The Trajekt Arc sits on a track, allowing it to move left to right to spit out pitches.


Then there’s the situation at Arizona’s Chase Field, where the indoor batting cage is not big enough for the Trajekts to be stationed any more than 54 feet away from home plate, rendering the machine useless as a timing mechanism and leaving the Arizona Diamondbacks‘ Trajekt Arc to mostly collect dust.

“Ninety-nine [mph] feels like 120 for us,” D-backs outfielder Pavin Smith said near the end of May. “I don’t love it, to be honest. I liked it more in spring training. It was further back, so it felt more realistic. Now every guy looks like he’s twice as good.”

Trajekt, costing somewhere in the neighborhood of $15,000 a month and requiring a three-year commitment, is typically set up 56 to 57 feet away to account for pitchers’ average extension. Standard game balls can be used, but players have taken to a softer version of Rawlings’ baseball, the L10 Pro. Unlike iPitch, a stationary two- to three-wheel machine, Trajekt sits on a gantry, allowing it to spit baseballs anywhere from four to seven feet off the ground, and can move left to right along a track.
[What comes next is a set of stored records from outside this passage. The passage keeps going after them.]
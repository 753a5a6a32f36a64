use std::fmt::{self, Display, Formatter};

use crate::model::Advertisement;
use crate::utils::{format_optional, format_rssi};

use super::painter::Painter;
use super::table::Table;

/// Renders the peripherals found by one scan window.
pub(crate) struct DiscoveredView<'a> {
    advertisements: &'a [Advertisement],
    painter: &'a Painter,
}

impl<'a> DiscoveredView<'a> {
    pub(crate) fn new(advertisements: &'a [Advertisement], painter: &'a Painter) -> Self {
        Self {
            advertisements,
            painter,
        }
    }
}

impl Display for DiscoveredView<'_> {
    fn fmt(&self, f: &mut Formatter<'_>) -> fmt::Result {
        if self.advertisements.is_empty() {
            return write!(f, "{}", self.painter.warning("No sensors found."));
        }

        let mut table = Table::new(["#", "address", "name", "rssi"]);
        for (index, advertisement) in self.advertisements.iter().enumerate() {
            let identity = advertisement.identity();
            table.push_row([
                self.painter.muted((index + 1).to_string()),
                self.painter.value(identity.address()),
                format_optional(identity.display_name()),
                format_rssi(advertisement.rssi()),
            ]);
        }

        write!(
            f,
            "{} {}",
            self.painter.heading("Discovered sensors:"),
            self.painter.muted(format!("({})", self.advertisements.len()))
        )?;
        write!(f, "\n{table}")
    }
}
Teams can input Hawkeye data, which MLB uses to collect in-game metrics, and they can implement information from Rapsodo and Trackman devices, which also catalog metrics, from players’ training sessions. Videos of pitchers’ windups come from the cameras that are stationed behind home plate at every major league ballpark, with teams capable of uploading the videos that correspond to each pitch to project the precise arm slot. Teams only have access to their own data. The more the machine is used, the more accurate it becomes at replicating pitches.


What it’s like to face New York Yankees ace Gerrit Cole (well, at least a holographic version of him).


Often, though, hitters are seeing what they believe is the best version of each pitch.

“It really varies,” Los Angeles Dodgers outfielder Jason Heyward said. “Some look similar, some don’t. You’re seeing them throw the ball, but I still think it’s completely different in the game because there’s room for error. Pitchers mean to throw a ball here, and they throw it here. They mean to throw it here, and they throw it here, all that kind of stuff. So I think that’s where it’s not very realistic. It’s like video game pinpoint every time. But still — just getting a visual, an idea, of what someone has and how that may come out is cool. It’s helpful, for sure.”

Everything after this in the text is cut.